BEGIN MATERIAL SUPPLIED
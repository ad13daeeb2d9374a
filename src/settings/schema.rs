//! Constraints checked against merged settings before a manifest is built

use crate::error::{ClusterError, ClusterResult};
use crate::settings::model::Settings;
use serde::{Deserialize, Serialize};

/// A single schema constraint
#[derive(Debug, Clone, PartialEq, Eq, Serialize, Deserialize)]
pub enum SchemaRule {
    /// The parameter must be present with a non-blank value
    Required { section: String, parameter: String },

    /// When `section/parameter` equals `equals` (ASCII case-insensitive),
    /// `requires_section/requires_parameter` must be present and non-blank
    RequiredWhen {
        section: String,
        parameter: String,
        equals: String,
        requires_section: String,
        requires_parameter: String,
    },
}

/// Ordered list of schema rules; the first violation is reported
#[derive(Debug, Clone, PartialEq, Eq, Default, Serialize, Deserialize)]
#[serde(transparent)]
pub struct SettingsSchema {
    rules: Vec<SchemaRule>,
}

impl SettingsSchema {
    pub fn new() -> Self {
        Self::default()
    }

    pub fn with_required(mut self, section: impl Into<String>, parameter: impl Into<String>) -> Self {
        self.rules.push(SchemaRule::Required {
            section: section.into(),
            parameter: parameter.into(),
        });
        self
    }

    pub fn with_dependency(
        mut self,
        section: impl Into<String>,
        parameter: impl Into<String>,
        equals: impl Into<String>,
        requires_section: impl Into<String>,
        requires_parameter: impl Into<String>,
    ) -> Self {
        self.rules.push(SchemaRule::RequiredWhen {
            section: section.into(),
            parameter: parameter.into(),
            equals: equals.into(),
            requires_section: requires_section.into(),
            requires_parameter: requires_parameter.into(),
        });
        self
    }

    pub fn rules(&self) -> &[SchemaRule] {
        &self.rules
    }

    pub fn validate(&self, settings: &Settings) -> ClusterResult<()> {
        for rule in &self.rules {
            match rule {
                SchemaRule::Required { section, parameter } => {
                    if !has_value(settings, section, parameter) {
                        return Err(ClusterError::validation(
                            format!("{}/{}", section, parameter),
                            "required parameter is missing",
                        ));
                    }
                }
                SchemaRule::RequiredWhen {
                    section,
                    parameter,
                    equals,
                    requires_section,
                    requires_parameter,
                } => {
                    let triggered = settings
                        .value(section, parameter)
                        .is_some_and(|v| v.trim().eq_ignore_ascii_case(equals));
                    if triggered && !has_value(settings, requires_section, requires_parameter) {
                        return Err(ClusterError::validation(
                            format!("{}/{}", requires_section, requires_parameter),
                            format!("required when {}/{} is '{}'", section, parameter, equals),
                        ));
                    }
                }
            }
        }
        Ok(())
    }
}

fn has_value(settings: &Settings, section: &str, parameter: &str) -> bool {
    settings
        .value(section, parameter)
        .is_some_and(|v| !v.trim().is_empty())
}

#[cfg(test)]
mod tests {
    use super::*;
    use crate::settings::model::UpgradePolicy;

    fn schema() -> SettingsSchema {
        SettingsSchema::new()
            .with_required("Setup", "FabricDataRoot")
            .with_dependency("Security", "ClusterCredentialType", "X509", "Security", "ServerCertThumbprint")
    }

    #[test]
    fn test_required_parameter() {
        let blank = Settings::new().with_parameter("Setup", "FabricDataRoot", "  ", UpgradePolicy::NotAllowed);
        let err = schema().validate(&blank).unwrap_err();
        assert_eq!(
            err,
            ClusterError::validation("Setup/FabricDataRoot", "required parameter is missing")
        );
    }

    #[test]
    fn test_conditional_dependency() {
        let base = Settings::new().with_parameter("Setup", "FabricDataRoot", "D:\\SF", UpgradePolicy::NotAllowed);
        assert!(schema().validate(&base).is_ok());

        let x509 = base
            .clone()
            .with_parameter("Security", "ClusterCredentialType", "x509", UpgradePolicy::NotAllowed);
        assert!(matches!(
            schema().validate(&x509),
            Err(ClusterError::Validation { ref field, .. }) if field == "Security/ServerCertThumbprint"
        ));

        let complete = x509.with_parameter("Security", "ServerCertThumbprint", "AB12", UpgradePolicy::Static);
        assert!(schema().validate(&complete).is_ok());
    }
}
END MATERIAL SUPPLIED
→ **PROBLEM REQUIREMENTS**: Check all the records above and select each line where the string "ClusterError" is found.

→ **ANSWER BELOW**:
use crate::error::{ClusterError, ClusterResult};
                        return Err(ClusterError::validation(
                        return Err(ClusterError::validation(
            ClusterError::validation("Setup/FabricDataRoot", "required parameter is missing")
            Err(ClusterError::Validation { ref field, .. }) if field == "Security/ServerCertThumbprint"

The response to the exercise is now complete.